Sounds fair enough? Of course it is, it makes sense to only produce a product on demand rather than risk oversupply which in the end is a waste of the publisher's resources. Yet as we progress further in this digital age, where every day society seems to become more insular and isolative, it seems some clever marketer has come up with the idea of skipping the printing process altogether and selling books in a digital format. Yes that's right, turning a page has become so outdated - now we can have a whole book displayed on a computer screen before our eyes that even turns the pages for us! No need to walk into a bookshop and actually speak to a cashier - we can just click a button, buy a book online and start reading straight away. The cynic in me can't help wondering if this is just another way for publishing houses to further minimise costs - one would guess it would be significantly cheaper to send a digital file online to a purchaser than print off a hard copy of a book and incur the costs of shipping the product. What impact will this have on local libraries? Will they purchase digital titles to then be "lent out" online, further doing away with the physical exertion of having to actually walk into a library and select a book off the shelf? Of course this will also spell the end of the good old "family favourite" that goes from mum to aunt to nanna - a paperback is a lot easier to lend to others than a whole laptop with a copy of a book on it!

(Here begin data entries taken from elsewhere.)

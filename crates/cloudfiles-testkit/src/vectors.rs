//! Golden checksum vectors.
//!
//! Stored checksums are reported to clients as lowercase hex SHA-256, so
//! these values must never change.

use cloudfiles_core::{compute_checksum, Checksum};

/// A golden checksum vector.
#[derive(Debug, Clone)]
pub struct ChecksumVector {
    /// Human-readable name for the vector.
    pub name: &'static str,
    /// Input bytes.
    pub data: &'static [u8],
    /// Expected checksum (hex).
    pub expected: &'static str,
}

/// Get all golden vectors.
pub fn all_vectors() -> Vec<ChecksumVector> {
    vec![
        ChecksumVector {
            name: "empty file",
            data: b"",
            expected: "e3b0c44298fc1c149afbf4c8996fb92427ae41e4649b934ca495991b7852b855",
        },
        ChecksumVector {
            name: "hello",
            data: b"hello",
            expected: "2cf24dba5fb0a30e26e83b2ac5b9e29e1b161e5c1fa7425e73043362938b9824",
        },
        ChecksumVector {
            name: "abc",
            data: b"abc",
            expected: "ba7816bf8f01cfea414140de5dae2223b00361a396177a9cb410ff61f20015ad",
        },
        ChecksumVector {
            name: "pangram",
            data: b"The quick brown fox jumps over the lazy dog",
            expected: "d7a8fbb307d7809469ca9abcb0082e4f8d5651e46d3cdb762d02d0bf37c9e592",
        },
    ]
}

/// Check every vector against [`compute_checksum`].
///
/// Returns `(name, matches, actual_hex)` per vector.
pub fn verify_all_vectors() -> Vec<(String, bool, String)> {
    all_vectors()
        .iter()
        .map(|v| {
            let hex = compute_checksum(v.data);
            (v.name.to_string(), hex == v.expected, hex)
        })
        .collect()
}

/// Decode a vector's expected value.
pub fn expected_checksum(vector: &ChecksumVector) -> Checksum {
    let mut bytes = [0u8; 32];
    // Vectors are fixed 64-char hex literals.
    hex::decode_to_slice(vector.expected, &mut bytes).unwrap_or_else(|e| {
        panic!("vector '{}' is not valid hex: {}", vector.name, e)
    });
    Checksum(bytes)
}

#[cfg(test)]
mod tests {
    use super::*;

    #[test]
    fn test_all_vectors_match() {
        for (name, matches, hex) in verify_all_vectors() {
            assert!(matches, "vector '{}' produced {}", name, hex);
        }
    }

    #[test]
    fn test_typed_checksum_matches_hex() {
        for vector in all_vectors() {
            let checksum = Checksum::compute(vector.data);
            assert_eq!(checksum, expected_checksum(&vector), "{}", vector.name);
            assert_eq!(checksum.to_hex(), vector.expected);
            assert!(checksum.verify(vector.data));
        }
    }
}
//! Proptest generators for property-based testing.
//!
//! Every generated file passes validation.

use std::collections::HashSet;

use proptest::prelude::*;
use proptest::collection::SizeRange;
use proptest::sample::Index;

use cloudfiles_core::{File, FileMetadata, OwnerId};

/// Generate a valid file name.
pub fn file_name() -> impl Strategy<Value = String> {
    "[a-z][a-z0-9_-]{0,15}".prop_map(String::from)
}

/// Generate an extension, images included.
pub fn extension() -> impl Strategy<Value = String> {
    prop_oneof![
        Just("txt".to_string()),
        Just("md".to_string()),
        Just("bin".to_string()),
        Just("png".to_string()),
        Just("jpg".to_string()),
        Just("gif".to_string()),
    ]
}

/// Generate file bytes of at most `max_len`.
pub fn payload(max_len: usize) -> impl Strategy<Value = Vec<u8>> {
    prop::collection::vec(any::<u8>(), 0..=max_len)
}

/// Generate an owner.
pub fn owner() -> impl Strategy<Value = OwnerId> {
    "[a-z]{1,12}".prop_map(OwnerId::new)
}

/// Parameters for generating a file.
#[derive(Debug, Clone)]
pub struct FileParams {
    pub name: String,
    pub extension: String,
    pub description: String,
    pub data: Vec<u8>,
}

impl FileParams {
    pub fn to_file(&self) -> File {
        File::new(
            FileMetadata::new(&self.name, &self.extension).with_description(&self.description),
            self.data.clone(),
        )
    }
}

impl Arbitrary for FileParams {
    type Parameters = ();
    type Strategy = BoxedStrategy<Self>;

    fn arbitrary_with(_: Self::Parameters) -> Self::Strategy {
        (file_name(), extension(), "[ -~]{0,32}", payload(512))
            .prop_map(|(name, extension, description, data)| FileParams {
                name,
                extension,
                description,
                data,
            })
            .boxed()
    }
}

/// Generate a file.
pub fn file() -> impl Strategy<Value = File> {
    any::<FileParams>().prop_map(|params| params.to_file())
}

/// Generate a batch of up to `max` files with pairwise distinct names.
pub fn unique_batch(max: usize) -> impl Strategy<Value = Vec<File>> {
    batch_of(0..=max)
}

fn batch_of(size: impl Into<SizeRange>) -> impl Strategy<Value = Vec<File>> {
    prop::collection::btree_set(file_name(), size).prop_flat_map(|names| {
        let names: Vec<String> = names.into_iter().collect();
        let len = names.len();
        (
            Just(names),
            prop::collection::vec((extension(), payload(128)), len),
        )
            .prop_map(|(names, rest)| {
                names
                    .into_iter()
                    .zip(rest)
                    .map(|(name, (extension, data))| File::new(FileMetadata::new(name, extension), data))
                    .collect::<Vec<File>>()
            })
    })
}

/// Generate a batch of up to `max + 1` files in which one name repeats.
///
/// Also yields the position of the first repeated occurrence: the insert at
/// that position is the one a unique `(owner, name)` store rejects.
pub fn batch_with_duplicate(max: usize) -> impl Strategy<Value = (Vec<File>, usize)> {
    (batch_of(1..=max.max(1)), any::<Index>(), any::<Index>())
        .prop_map(|(mut batch, source, position)| {
            let copy = batch[source.index(batch.len())].clone();
            let at = position.index(batch.len() + 1);
            batch.insert(at, copy);

            let mut seen = HashSet::new();
            let conflict = batch
                .iter()
                .position(|f| !seen.insert(f.name().to_string()))
                .unwrap_or(batch.len());
            (batch, conflict)
        })
}
//! # CloudFiles Server
//!
//! HTTP front end for CloudFiles, built on axum.
//!
//! ## Overview
//!
//! The server resolves the session from the request's cookie, rejects
//! `/files` requests from unauthorized sessions with 401 before any storage
//! work, and hands everything else to the shared [`FileService`].
//!
//! ## Routes
//!
//! ```text
//! GET    /                  welcome text
//! GET    /health            {"status":"OK"}
//! GET    /admin/auth?admin= elevate the session
//! GET    /admin/check       is the session authorized
//! POST   /admin/logout      clear the session cookie
//! POST   /files             add a batch of files, all or nothing
//! GET    /files             list files
//! DELETE /files?filename=   delete a file
//! GET    /files/download    file bytes
//! GET    /files/gallery     images as an HTML page
//! GET    /files/hash        {"filename","checksum"}
//! GET    /files/info        metadata, size and checksum
//! PUT    /files/data        replace a file's bytes
//! PATCH  /files/metadata    rename and re-describe a file
//! ```
//!
//! [`FileService`]: cloudfiles::FileService

pub mod config;
pub mod error;
pub mod extract;
pub mod gallery;
pub mod logging;
pub mod routes;
pub mod state;

use axum::Router;
use tokio::net::TcpListener;
use tracing::{info, warn};

pub use config::{ConfigError, Database, ServerConfig};
pub use error::{ApiError, ServerError};
pub use state::AppState;

/// Build the application router from `config`.
pub fn build_router(config: &ServerConfig) -> Result<Router, ServerError> {
    let state = AppState::from_config(config)?;
    Ok(routes::router(state, config.max_body_bytes))
}

/// Bind `config.addr` and serve until Ctrl-C.
pub async fn serve(config: ServerConfig) -> Result<(), ServerError> {
    let app = build_router(&config)?;
    let listener = TcpListener::bind(config.addr).await?;

    info!(addr = %listener.local_addr()?, "CloudFiles listening");

    axum::serve(listener, app)
        .with_graceful_shutdown(shutdown_signal())
        .await?;

    info!("server stopped");
    Ok(())
}

async fn shutdown_signal() {
    if let Err(e) = tokio::signal::ctrl_c().await {
        warn!(error = %e, "failed to listen for shutdown signal");
        std::future::pending::<()>().await;
    }
    info!("shutdown signal received");
}
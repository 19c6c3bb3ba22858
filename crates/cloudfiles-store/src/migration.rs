//! SQLite schema versions.
//!
//! `MIGRATIONS[n]` upgrades a database from version `n` to `n + 1`. The
//! applied versions are recorded in `schema_migrations`, and pending steps
//! run inside one transaction, so a database is never left half-upgraded.

use rusqlite::{params, Connection};
use tracing::{debug, info};

use crate::error::{Result, StoreError};

/// Schema steps, oldest first.
const MIGRATIONS: &[&str] = &[
    // v1: one row per stored file, unique per owner.
    r#"
    CREATE TABLE files (
        id INTEGER PRIMARY KEY AUTOINCREMENT,
        owner_id TEXT NOT NULL,
        name TEXT NOT NULL,
        extension TEXT NOT NULL DEFAULT '',
        description TEXT NOT NULL DEFAULT '',
        data BLOB NOT NULL,
        size INTEGER NOT NULL,
        checksum BLOB,
        created_at INTEGER NOT NULL,
        updated_at INTEGER NOT NULL,
        UNIQUE(owner_id, name)
    );

    CREATE INDEX idx_files_owner ON files(owner_id, id);
    "#,
];

/// Version a fully migrated database reports.
pub const CURRENT_VERSION: u32 = MIGRATIONS.len() as u32;

/// Highest applied version, 0 for a fresh database.
pub fn schema_version(conn: &Connection) -> Result<u32> {
    let version = conn.query_row(
        "SELECT COALESCE(MAX(version), 0) FROM schema_migrations",
        [],
        |row| row.get(0),
    )?;
    Ok(version)
}

/// Bring the schema up to [`CURRENT_VERSION`]. Safe to call on every open.
pub fn migrate(conn: &mut Connection) -> Result<()> {
    conn.execute_batch(
        "CREATE TABLE IF NOT EXISTS schema_migrations (
            version INTEGER PRIMARY KEY,
            applied_at INTEGER NOT NULL
        )",
    )?;

    let from = schema_version(conn)?;
    if from > CURRENT_VERSION {
        return Err(StoreError::Migration(format!(
            "database is at schema v{}, this build knows v{}",
            from, CURRENT_VERSION
        )));
    }
    if from == CURRENT_VERSION {
        return Ok(());
    }

    let tx = conn.transaction()?;
    for (step, sql) in MIGRATIONS.iter().enumerate().skip(from as usize) {
        let version = step as u32 + 1;
        tx.execute_batch(sql)?;
        tx.execute(
            "INSERT INTO schema_migrations (version, applied_at) VALUES (?1, ?2)",
            params![version, crate::sqlite::now_millis()],
        )?;
        debug!(version, "applied schema step");
    }
    tx.commit()?;

    info!(from, to = CURRENT_VERSION, "database schema upgraded");
    Ok(())
}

Another digital issue that has been raised this week is the idea of news media websites charging a subscription fee for their sites. It is an interesting proposal - of course the knee-jerk reaction from the public has been outrage as people generally resent having to pay for online content. However, how many other businesses are expected to give away their product free of charge? Essentially this is what news media websites are doing at the moment, although they still receive some revenue from the sale of advertising space on their websites. Would movie producers be happy if their work was available online for free and no one paid for tickets at the cinema anymore? News sites that charge a subscription fee may initially see a drop in readers, however should the practise become common-place the public would soon realise the only way they could read reliably sourced news articles online would be to pay. With the formidable might of News Corp's Rupert Murdoch leading the charge this may be the case in the not too distant future.

Sunday, August 2, 2009

Welcome to the world of blogging!

This week I begin my first blog. I have been assigned the reading Bruns, A. (2008). Blogs, Wikipedia, Second life, and Beyond: from production to produsage. New York: Peter Lang.

In groups of four, we are to give a 5 minute Power Point presentation based on the readings we have individually been assigned. The other people in my group are : Alice O'Neill, Mel Elsdon and Adam Luitjes.